use anyhow::Context;
use clap::Parser;
use hcc_pipeline::config::studio::{StudioConfig, DEFAULT_STUDIO_CONFIG};
use hcc_pipeline::server::auth::{BasicCredentials, DEFAULT_PASSWORD, DEFAULT_USERNAME};
use hcc_pipeline::server::{self, AppState, GraphRegistry};
use hcc_pipeline::utils::{logger, validation::{self, Validate}};
use hcc_pipeline::Settings;
use std::net::SocketAddr;

#[derive(Debug, Parser)]
#[command(name = "hcc-server")]
#[command(about = "Job API and graph studio for the HCC pipeline")]
struct ServerArgs {
    #[command(flatten)]
    settings: Settings,

    /// Studio config listing the graphs to serve and the env file to load
    #[arg(long, default_value = DEFAULT_STUDIO_CONFIG)]
    config: String,

    #[arg(long, env = "HOST", default_value = "0.0.0.0")]
    host: String,

    #[arg(long, env = "PORT", default_value_t = 2024)]
    port: u16,

    #[arg(long, env = "DEMO_USERNAME", default_value = DEFAULT_USERNAME)]
    username: String,

    #[arg(long, env = "DEMO_PASSWORD", default_value = DEFAULT_PASSWORD, hide_env_values = true)]
    password: String,

    #[arg(long, help = "Enable verbose output")]
    verbose: bool,
}

#[tokio::main]
async fn main() -> anyhow::Result<()> {
    let dotenv_result = dotenvy::dotenv();
    let args = ServerArgs::parse();
    logger::init_server_logger(args.verbose);
    hcc_pipeline::config::log_dotenv_result(&dotenv_result);

    let studio = StudioConfig::load_or_default(&args.config)?;
    // 重新解析，讓 studio env 檔中的變數生效
    let args = match studio.load_env()? {
        Some(_) => ServerArgs::parse(),
        None => args,
    };

    args.settings.validate()?;
    validation::validate_range("port", args.port, 1, u16::MAX)?;

    let credentials = BasicCredentials::new(&args.username, &args.password);
    if credentials.is_default() {
        tracing::warn!(
            "⚠️ Using default demo credentials for '{}'; set DEMO_USERNAME and DEMO_PASSWORD",
            credentials.username()
        );
    }

    let graphs = GraphRegistry::from_config(&studio, &args.settings)
        .context("Failed to build studio graphs")?;
    tracing::info!("Serving {} graph(s)", graphs.len());

    let addr: SocketAddr = format!("{}:{}", args.host, args.port)
        .parse()
        .with_context(|| format!("Invalid listen address {}:{}", args.host, args.port))?;

    let state = AppState::new(args.settings, graphs);
    server::serve(addr, state, credentials).await?;
    Ok(())
}
//! Job API and studio endpoints served by `hcc-server`.

pub mod auth;
pub mod jobs;
pub mod routes;

use crate::config::studio::StudioConfig;
use crate::config::Settings;
use crate::core::nodes::{build_default_graph, ExtractorMode, PipelineGraph};
use crate::utils::error::Result;
use auth::{BasicAuthLayer, BasicCredentials};
use axum::routing::{get, post};
use axum::Router;
use jobs::JobStore;
use std::collections::BTreeMap;
use std::net::SocketAddr;
use std::sync::Arc;

/// Compiled graphs exposed under `/graphs`, keyed by their configured name.
#[derive(Default)]
pub struct GraphRegistry {
    graphs: BTreeMap<String, Arc<PipelineGraph>>,
}

impl GraphRegistry {
    pub fn new() -> Self {
        Self::default()
    }

    /// Every configured name gets the `hcc` graph. Missing model credentials
    /// degrade to the mock extractor; a missing HCC table is an error.
    pub fn from_config(config: &StudioConfig, settings: &Settings) -> Result<Self> {
        let graph = Arc::new(build_default_graph(settings, ExtractorMode::Lenient)?);
        let mut registry = Self::new();
        for name in config.graphs.keys() {
            tracing::info!("🧩 Registered graph '{}'", name);
            registry.insert(name.clone(), graph.clone());
        }
        Ok(registry)
    }

    pub fn insert(&mut self, name: impl Into<String>, graph: Arc<PipelineGraph>) {
        self.graphs.insert(name.into(), graph);
    }

    pub fn get(&self, name: &str) -> Option<&Arc<PipelineGraph>> {
        self.graphs.get(name)
    }

    pub fn iter(&self) -> impl Iterator<Item = (&String, &Arc<PipelineGraph>)> {
        self.graphs.iter()
    }

    pub fn len(&self) -> usize {
        self.graphs.len()
    }

    pub fn is_empty(&self) -> bool {
        self.graphs.is_empty()
    }
}

#[derive(Clone)]
pub struct AppState {
    pub settings: Arc<Settings>,
    pub jobs: JobStore,
    pub graphs: Arc<GraphRegistry>,
}

impl AppState {
    pub fn new(settings: Settings, graphs: GraphRegistry) -> Self {
        Self {
            settings: Arc::new(settings),
            jobs: JobStore::new(),
            graphs: Arc::new(graphs),
        }
    }
}

/// `/health` is open; everything else needs Basic auth.
pub fn router(state: AppState, credentials: BasicCredentials) -> Router {
    let protected = Router::new()
        .route("/", get(routes::index))
        .route("/login", post(routes::login))
        .route("/jobs", post(routes::create_job))
        .route("/jobs/{job_id}", get(routes::get_job))
        .route("/graphs", get(routes::list_graphs))
        .route("/graphs/{name}/invoke", post(routes::invoke_graph))
        .layer(BasicAuthLayer::new(credentials));

    Router::new()
        .route("/health", get(routes::health))
        .merge(protected)
        .with_state(state)
}

pub async fn serve(addr: SocketAddr, state: AppState, credentials: BasicCredentials) -> Result<()> {
    let listener = tokio::net::TcpListener::bind(addr).await?;
    tracing::info!("🌐 Listening on http://{}", listener.local_addr()?);
    axum::serve(listener, router(state, credentials)).await?;
    Ok(())
}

> AIM OF THE EXERCISE
An exact copy of the lines above between the line holding "pub struct GraphRegistry" and the line holding "Missing model credentials", inclusive, is the whole answer.

> EXERCISE RESULT
pub struct GraphRegistry {
    graphs: BTreeMap<String, Arc<PipelineGraph>>,
}

impl GraphRegistry {
    pub fn new() -> Self {
        Self::default()
    }

    /// Every configured name gets the `hcc` graph. Missing model credentials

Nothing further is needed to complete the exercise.